> [Assigned task]
Please write out exactly, and only, the lines from the first in the material below to the line containing "stripping before counting", both included.
──────
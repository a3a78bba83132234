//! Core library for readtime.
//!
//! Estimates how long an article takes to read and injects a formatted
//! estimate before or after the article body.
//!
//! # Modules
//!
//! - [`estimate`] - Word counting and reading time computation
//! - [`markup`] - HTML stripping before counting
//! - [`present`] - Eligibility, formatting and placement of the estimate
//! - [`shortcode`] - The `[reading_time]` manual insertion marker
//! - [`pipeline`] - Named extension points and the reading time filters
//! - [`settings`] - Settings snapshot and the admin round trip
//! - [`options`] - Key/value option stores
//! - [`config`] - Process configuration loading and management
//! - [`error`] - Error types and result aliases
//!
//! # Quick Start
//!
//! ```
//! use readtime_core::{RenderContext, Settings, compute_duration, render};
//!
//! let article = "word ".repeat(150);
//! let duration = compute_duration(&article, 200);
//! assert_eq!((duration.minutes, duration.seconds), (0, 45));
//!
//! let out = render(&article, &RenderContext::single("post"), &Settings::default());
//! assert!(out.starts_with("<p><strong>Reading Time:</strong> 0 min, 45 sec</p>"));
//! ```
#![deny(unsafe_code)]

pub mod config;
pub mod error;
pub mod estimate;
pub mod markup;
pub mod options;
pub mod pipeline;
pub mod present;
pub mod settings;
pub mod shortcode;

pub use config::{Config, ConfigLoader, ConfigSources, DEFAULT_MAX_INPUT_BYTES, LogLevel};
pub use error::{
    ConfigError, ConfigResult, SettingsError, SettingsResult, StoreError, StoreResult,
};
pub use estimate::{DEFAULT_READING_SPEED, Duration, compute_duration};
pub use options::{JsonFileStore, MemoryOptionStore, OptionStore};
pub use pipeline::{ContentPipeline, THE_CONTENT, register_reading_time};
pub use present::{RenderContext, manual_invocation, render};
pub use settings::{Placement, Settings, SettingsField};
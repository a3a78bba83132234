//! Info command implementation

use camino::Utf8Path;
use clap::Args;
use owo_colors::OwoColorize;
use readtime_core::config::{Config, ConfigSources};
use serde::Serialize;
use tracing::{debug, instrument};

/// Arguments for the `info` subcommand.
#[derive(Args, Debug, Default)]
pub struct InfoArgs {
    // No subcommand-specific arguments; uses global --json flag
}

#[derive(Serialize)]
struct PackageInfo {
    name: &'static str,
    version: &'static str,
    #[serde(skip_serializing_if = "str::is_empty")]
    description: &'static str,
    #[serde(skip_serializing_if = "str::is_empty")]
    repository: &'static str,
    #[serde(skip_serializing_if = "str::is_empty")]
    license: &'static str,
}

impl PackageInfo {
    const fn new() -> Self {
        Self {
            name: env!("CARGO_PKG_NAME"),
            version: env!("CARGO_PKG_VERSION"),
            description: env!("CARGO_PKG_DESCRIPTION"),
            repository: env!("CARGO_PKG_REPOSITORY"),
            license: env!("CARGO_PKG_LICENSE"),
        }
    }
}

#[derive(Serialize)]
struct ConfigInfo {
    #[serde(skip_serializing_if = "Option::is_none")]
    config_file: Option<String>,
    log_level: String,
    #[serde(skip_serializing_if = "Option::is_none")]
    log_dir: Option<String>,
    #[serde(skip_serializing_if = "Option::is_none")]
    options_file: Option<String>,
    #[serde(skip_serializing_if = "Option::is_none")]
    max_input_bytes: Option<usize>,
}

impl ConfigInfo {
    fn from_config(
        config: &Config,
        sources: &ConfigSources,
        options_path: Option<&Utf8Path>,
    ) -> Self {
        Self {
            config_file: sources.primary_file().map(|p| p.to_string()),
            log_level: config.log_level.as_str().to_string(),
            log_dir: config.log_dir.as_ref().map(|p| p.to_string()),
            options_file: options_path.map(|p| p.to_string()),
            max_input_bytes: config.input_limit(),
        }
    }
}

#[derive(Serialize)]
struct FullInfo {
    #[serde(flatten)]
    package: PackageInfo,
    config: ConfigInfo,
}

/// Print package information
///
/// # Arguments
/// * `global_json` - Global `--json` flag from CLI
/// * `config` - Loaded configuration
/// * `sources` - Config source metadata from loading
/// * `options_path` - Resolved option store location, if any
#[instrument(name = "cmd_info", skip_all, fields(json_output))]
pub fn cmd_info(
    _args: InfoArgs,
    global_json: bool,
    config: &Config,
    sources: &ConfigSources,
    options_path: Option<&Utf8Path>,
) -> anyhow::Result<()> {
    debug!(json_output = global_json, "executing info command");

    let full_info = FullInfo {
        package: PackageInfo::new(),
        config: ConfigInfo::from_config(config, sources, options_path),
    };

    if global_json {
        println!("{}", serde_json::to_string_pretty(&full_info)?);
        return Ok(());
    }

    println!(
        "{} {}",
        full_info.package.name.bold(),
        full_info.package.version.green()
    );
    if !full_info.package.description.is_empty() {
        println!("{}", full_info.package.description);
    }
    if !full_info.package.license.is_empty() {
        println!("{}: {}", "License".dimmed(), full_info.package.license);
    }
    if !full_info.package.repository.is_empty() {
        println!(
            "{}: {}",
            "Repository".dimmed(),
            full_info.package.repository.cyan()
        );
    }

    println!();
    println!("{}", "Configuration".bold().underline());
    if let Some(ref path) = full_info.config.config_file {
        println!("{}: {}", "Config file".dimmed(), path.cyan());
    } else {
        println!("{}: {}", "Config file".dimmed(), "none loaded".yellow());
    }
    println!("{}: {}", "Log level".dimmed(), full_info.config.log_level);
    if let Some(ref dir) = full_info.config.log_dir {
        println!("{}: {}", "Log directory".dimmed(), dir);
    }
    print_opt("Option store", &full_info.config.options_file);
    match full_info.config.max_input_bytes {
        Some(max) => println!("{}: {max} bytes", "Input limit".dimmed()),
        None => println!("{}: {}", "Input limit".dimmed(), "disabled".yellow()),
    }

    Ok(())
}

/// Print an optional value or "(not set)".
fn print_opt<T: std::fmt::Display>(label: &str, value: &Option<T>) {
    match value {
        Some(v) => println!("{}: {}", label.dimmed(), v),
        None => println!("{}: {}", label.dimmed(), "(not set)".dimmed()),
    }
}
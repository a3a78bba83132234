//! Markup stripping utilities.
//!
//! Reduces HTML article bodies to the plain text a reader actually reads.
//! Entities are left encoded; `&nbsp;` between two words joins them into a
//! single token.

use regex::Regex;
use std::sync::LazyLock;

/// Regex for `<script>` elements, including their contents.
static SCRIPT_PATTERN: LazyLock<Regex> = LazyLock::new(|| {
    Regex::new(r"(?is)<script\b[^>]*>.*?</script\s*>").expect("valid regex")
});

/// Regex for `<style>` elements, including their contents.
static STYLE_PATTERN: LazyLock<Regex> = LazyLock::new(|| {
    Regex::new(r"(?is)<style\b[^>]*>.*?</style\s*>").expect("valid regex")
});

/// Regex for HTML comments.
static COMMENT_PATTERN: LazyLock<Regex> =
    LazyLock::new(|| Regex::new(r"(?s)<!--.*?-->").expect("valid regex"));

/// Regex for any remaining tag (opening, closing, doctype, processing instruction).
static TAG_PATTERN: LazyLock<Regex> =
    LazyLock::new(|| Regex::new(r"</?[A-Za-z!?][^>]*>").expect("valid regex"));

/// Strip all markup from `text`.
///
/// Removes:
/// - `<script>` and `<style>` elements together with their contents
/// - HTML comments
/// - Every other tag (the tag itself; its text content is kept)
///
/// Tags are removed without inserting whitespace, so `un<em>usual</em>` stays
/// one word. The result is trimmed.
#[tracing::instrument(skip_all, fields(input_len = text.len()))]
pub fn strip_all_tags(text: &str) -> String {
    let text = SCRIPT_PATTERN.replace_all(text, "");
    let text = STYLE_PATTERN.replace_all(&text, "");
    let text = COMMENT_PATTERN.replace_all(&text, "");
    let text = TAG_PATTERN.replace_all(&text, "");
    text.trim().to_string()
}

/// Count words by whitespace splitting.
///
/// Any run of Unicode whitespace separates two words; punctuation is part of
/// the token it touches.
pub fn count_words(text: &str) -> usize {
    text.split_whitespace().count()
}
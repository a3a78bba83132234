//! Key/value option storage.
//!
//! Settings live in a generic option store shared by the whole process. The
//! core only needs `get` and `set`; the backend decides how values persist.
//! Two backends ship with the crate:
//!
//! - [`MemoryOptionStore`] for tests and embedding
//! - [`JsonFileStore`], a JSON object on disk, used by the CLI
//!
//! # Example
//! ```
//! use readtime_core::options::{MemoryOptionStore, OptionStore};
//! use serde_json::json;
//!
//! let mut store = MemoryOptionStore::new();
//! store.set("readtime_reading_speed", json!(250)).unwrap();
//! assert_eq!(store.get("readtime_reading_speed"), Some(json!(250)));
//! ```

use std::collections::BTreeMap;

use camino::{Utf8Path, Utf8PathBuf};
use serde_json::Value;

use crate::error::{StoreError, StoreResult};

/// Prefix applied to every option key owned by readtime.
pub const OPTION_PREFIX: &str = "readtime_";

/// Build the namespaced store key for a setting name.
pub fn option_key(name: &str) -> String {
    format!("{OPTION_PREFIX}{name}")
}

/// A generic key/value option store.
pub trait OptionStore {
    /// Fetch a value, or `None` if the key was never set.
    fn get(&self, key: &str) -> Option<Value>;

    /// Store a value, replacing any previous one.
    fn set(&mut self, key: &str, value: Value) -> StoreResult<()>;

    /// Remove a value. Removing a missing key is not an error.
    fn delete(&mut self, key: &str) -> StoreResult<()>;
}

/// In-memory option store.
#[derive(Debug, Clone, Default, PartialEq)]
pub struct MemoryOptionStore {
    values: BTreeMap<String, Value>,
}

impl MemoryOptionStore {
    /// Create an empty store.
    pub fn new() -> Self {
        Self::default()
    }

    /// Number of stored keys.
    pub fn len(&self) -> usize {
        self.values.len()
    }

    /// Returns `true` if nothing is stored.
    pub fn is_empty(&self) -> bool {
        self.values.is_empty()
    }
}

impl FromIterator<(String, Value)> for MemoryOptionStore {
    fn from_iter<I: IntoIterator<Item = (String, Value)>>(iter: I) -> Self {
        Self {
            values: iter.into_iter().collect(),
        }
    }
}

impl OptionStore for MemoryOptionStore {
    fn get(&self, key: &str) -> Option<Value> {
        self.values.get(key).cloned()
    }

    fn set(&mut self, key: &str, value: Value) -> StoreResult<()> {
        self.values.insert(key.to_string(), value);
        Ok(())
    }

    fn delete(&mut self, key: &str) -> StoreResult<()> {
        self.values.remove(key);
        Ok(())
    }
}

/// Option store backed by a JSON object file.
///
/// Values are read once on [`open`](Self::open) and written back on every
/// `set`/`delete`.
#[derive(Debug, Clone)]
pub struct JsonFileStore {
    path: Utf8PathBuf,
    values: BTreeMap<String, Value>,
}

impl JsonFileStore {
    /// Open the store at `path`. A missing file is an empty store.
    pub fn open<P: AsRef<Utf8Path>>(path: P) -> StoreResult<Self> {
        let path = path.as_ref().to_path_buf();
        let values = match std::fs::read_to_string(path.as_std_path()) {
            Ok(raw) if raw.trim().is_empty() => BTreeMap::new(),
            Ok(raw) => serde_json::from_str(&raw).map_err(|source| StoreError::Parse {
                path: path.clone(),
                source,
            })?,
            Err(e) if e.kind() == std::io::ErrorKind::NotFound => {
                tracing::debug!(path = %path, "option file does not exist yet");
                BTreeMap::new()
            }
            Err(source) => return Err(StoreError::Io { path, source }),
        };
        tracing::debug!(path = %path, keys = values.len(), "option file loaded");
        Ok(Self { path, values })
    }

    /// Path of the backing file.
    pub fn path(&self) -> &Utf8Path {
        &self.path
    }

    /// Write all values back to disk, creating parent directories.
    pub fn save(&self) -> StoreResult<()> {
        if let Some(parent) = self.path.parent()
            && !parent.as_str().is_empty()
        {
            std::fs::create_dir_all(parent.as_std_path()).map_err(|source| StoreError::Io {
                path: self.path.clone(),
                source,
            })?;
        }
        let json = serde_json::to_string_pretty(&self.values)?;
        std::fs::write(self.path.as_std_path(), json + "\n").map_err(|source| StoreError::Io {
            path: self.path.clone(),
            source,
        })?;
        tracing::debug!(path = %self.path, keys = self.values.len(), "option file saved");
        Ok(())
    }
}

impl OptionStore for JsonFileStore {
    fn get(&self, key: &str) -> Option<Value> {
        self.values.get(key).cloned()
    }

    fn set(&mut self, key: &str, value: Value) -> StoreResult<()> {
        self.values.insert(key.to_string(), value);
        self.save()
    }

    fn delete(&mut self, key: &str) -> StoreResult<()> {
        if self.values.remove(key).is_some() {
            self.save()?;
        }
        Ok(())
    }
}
──────
> [Task output]
repository a3a78bba83132234
//! Core library for readtime.
//!
//! Estimates how long an article takes to read and injects a formatted
//! estimate before or after the article body.
//!
//! # Modules
//!
//! - [`estimate`] - Word counting and reading time computation
//! - [`markup`] - HTML stripping before counting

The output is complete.